As I stated earlier, my two year old Madden, wants to do EVERYTHING by himself. Here are 5 things he should be thankful he is able to do independently. Two week old brother, Quinn, is not so lucky. Which means dad has the good fortune of enduring the following characteristics of infancy.

Top Five Things Quinn Can’t Do:

1. burp: how hard is it to involuntarily allow gas to escape from the start of your digestive tract? Quinn struggles to produce even the tiniest of a burp when I am slapping full force on his back or jostling him around.

2. control his arm movements: quick and spastic, the way a newborn moves it’s arms is just simply uncomfortable to watch.

3. hold his head up: back in 1950, the modern bobble head doll first appeared. Clearly the inspiration was in the week after someone brought their first child home from the hospital.

4. look at ANYTHING:

Oh Quinn, look at that, a deer is out in the front yard!

…never mind, even if he was able to turn his head in that direction, everything outside of what…18 inches???…is just a fuzzy mess of colors.

5. communicate: Quinn has one go to move, he cries. Period.

Two year old Madden should count his lucky stars that he has a full arsenal equipped with gestures, facial expressions, and his big boy words…but here he is proving that the old go to cryin’ habit is hard to break!

“I want to do it all by myself!”

…said no father ever. But it’s the quote of choice of my two year old son Madden at the moment. In some situations when he states this, all that comes out is a nervous laugh as I picture just how that is going to play out. I’m all for fostering independence, but if it’s cleaning dog crap off the back tire of his power wheel that he wants to do by himself, I know where ‘all by himself‘ is headed. Straight to a bath kicking and screaming, poop smeared and convulsing, and that is just my reaction.

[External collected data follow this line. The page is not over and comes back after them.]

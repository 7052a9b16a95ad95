use axum::{
    extract::{Path, Query, State},
    Json,
};
use serde_json::{json, Value};

use crate::database::models::NewCompany;
use crate::middleware::{ApiResponse, ApiResult};
use crate::schemas::{coerce_query, parse_body, parse_update, CompanyUpdate, COMPANY_SEARCH};
use crate::state::AppState;

/// POST /companies { company } => { company }
pub async fn create(State(state): State<AppState>, Json(body): Json<Value>) -> ApiResult<Value> {
    let new_company: NewCompany = parse_body(body)?;
    let company = state.companies().create(&new_company).await?;
    Ok(ApiResponse::created(json!({ "company": company })))
}

/// GET /companies?name=&minEmployees=&maxEmployees= => { companies: [...] }
pub async fn list(
    State(state): State<AppState>,
    Query(params): Query<Vec<(String, String)>>,
) -> ApiResult<Value> {
    let search = coerce_query(params, COMPANY_SEARCH)?;
    let repo = state.companies();
    let companies = if search.is_empty() {
        repo.find_all().await?
    } else {
        repo.find_filter(&search).await?
    };
    Ok(ApiResponse::success(json!({ "companies": companies })))
}

/// GET /companies/:handle => { company } with its jobs
pub async fn get(State(state): State<AppState>, Path(handle): Path<String>) -> ApiResult<Value> {
    let company = state.companies().get(&handle).await?;
    Ok(ApiResponse::success(json!({ "company": company })))
}

/// PATCH /companies/:handle { name, description, numEmployees, logoUrl } => { company }
pub async fn update(
    State(state): State<AppState>,
    Path(handle): Path<String>,
    Json(body): Json<Value>,
) -> ApiResult<Value> {
    let data = parse_update::<CompanyUpdate>(body)?;
    let company = state.companies().update(&handle, &data).await?;
    Ok(ApiResponse::success(json!({ "company": company })))
}

/// DELETE /companies/:handle => { deleted: handle }
pub async fn remove(State(state): State<AppState>, Path(handle): Path<String>) -> ApiResult<Value> {
    state.companies().remove(&handle).await?;
    Ok(ApiResponse::success(json!({ "deleted": handle })))
}
use serde_json::Value;

/// Comparison operator applied by a single filter rule.
#[derive(Debug, Clone, Copy, PartialEq, Eq)]
pub enum FilterOp {
    Eq,
    ILike,
    Gt,
    Gte,
    Lte,
}

impl FilterOp {
    pub fn to_sql(&self) -> &'static str {
        match self {
            FilterOp::Eq => "=",
            FilterOp::ILike => "ILIKE",
            FilterOp::Gt => ">",
            FilterOp::Gte => ">=",
            FilterOp::Lte => "<=",
        }
    }
}

/// How a filter value is turned into the bound parameter.
#[derive(Debug, Clone, Copy, PartialEq)]
pub enum FilterTransform {
    /// Bind the value as given.
    Identity,
    /// Substring match: wrap the value in `%` after escaping LIKE metacharacters.
    Contains,
    /// Boolean switch: `true` compares the column against the fixed threshold,
    /// anything else emits nothing. The boolean itself is never bound.
    Flag(i64),
}

/// One recognized filter key of an entity.
#[derive(Debug, Clone, Copy)]
pub struct FieldRule {
    pub name: &'static str,
    pub column: &'static str,
    pub operator: FilterOp,
    pub transform: FilterTransform,
}

impl FieldRule {
    pub const fn new(name: &'static str, column: &'static str, operator: FilterOp) -> Self {
        Self { name, column, operator, transform: FilterTransform::Identity }
    }

    pub const fn contains(name: &'static str, column: &'static str) -> Self {
        Self { name, column, operator: FilterOp::ILike, transform: FilterTransform::Contains }
    }

    pub const fn flag(name: &'static str, column: &'static str, operator: FilterOp, threshold: i64) -> Self {
        Self { name, column, operator, transform: FilterTransform::Flag(threshold) }
    }
}

/// Cross-field constraint: when both keys are present, `min` must not exceed `max`.
#[derive(Debug, Clone, Copy)]
pub struct RangeRule {
    pub min: &'static str,
    pub max: &'static str,
}

/// Declarative filter table for one entity. Rule order is predicate order.
#[derive(Debug, Clone, Copy)]
pub struct FieldRules {
    pub rules: &'static [FieldRule],
    pub ranges: &'static [RangeRule],
}

impl FieldRules {
    pub const fn new(rules: &'static [FieldRule], ranges: &'static [RangeRule]) -> Self {
        Self { rules, ranges }
    }

    pub fn get(&self, name: &str) -> Option<&FieldRule> {
        self.rules.iter().find(|rule| rule.name == name)
    }

    pub fn recognizes(&self, name: &str) -> bool {
        self.get(name).is_some()
    }
}

/// Logical field name to storage column name. Unmapped names are used as-is.
#[derive(Debug, Clone, Copy)]
pub struct FieldMap {
    pairs: &'static [(&'static str, &'static str)],
}

impl FieldMap {
    pub const fn new(pairs: &'static [(&'static str, &'static str)]) -> Self {
        Self { pairs }
    }

    pub const fn identity() -> Self {
        Self { pairs: &[] }
    }

    pub fn column<'a>(&self, field: &'a str) -> &'a str {
        self.pairs
            .iter()
            .find(|(logical, _)| *logical == field)
            .map(|(_, column)| *column)
            .unwrap_or(field)
    }
}

/// A SQL fragment plus the parameters its placeholders bind, in placeholder order.
#[derive(Debug, Clone, Default, PartialEq)]
pub struct SqlFragment {
    pub clause: String,
    pub params: Vec<Value>,
}

impl SqlFragment {
    pub fn is_empty(&self) -> bool {
        self.clause.is_empty()
    }

    /// Placeholder for the first parameter the caller appends after this fragment.
    pub fn next_placeholder(&self) -> String {
        format!("${}", self.params.len() + 1)
    }

    /// `WHERE <clause>`, or nothing at all when no predicate was emitted.
    pub fn where_sql(&self) -> String {
        if self.is_empty() {
            String::new()
        } else {
            format!("WHERE {}", self.clause)
        }
    }
}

My wife and I are fortunate enough to have just had a healthy baby boy #2, Quinn. I’m sure eventually he will want to do it all by himself as well, but for the moment he does absolutely nothing himself except poop and sleep. As I delved back into the throes of Similac hell, and was prompted by my wife, I decided to venture into the world of blogging. It seems very trite and cliche to be a parent using this forum to write, but I figured it could serve as a place to document, vent and share my opinions on the mind bending journey that is parenting. I figured I could do it all by myself and maybe use it as a therapeutic tool when I feel like I’m the worst father on earth. I plan on sharing daily experiences, both the highest of points of parenting and the lowest and my opinions and thoughts on life in general. Humor will be interjected where necessary, and I’ll most likely be sipping on something as I’m typing, so it is sure to remain mildly entertaining.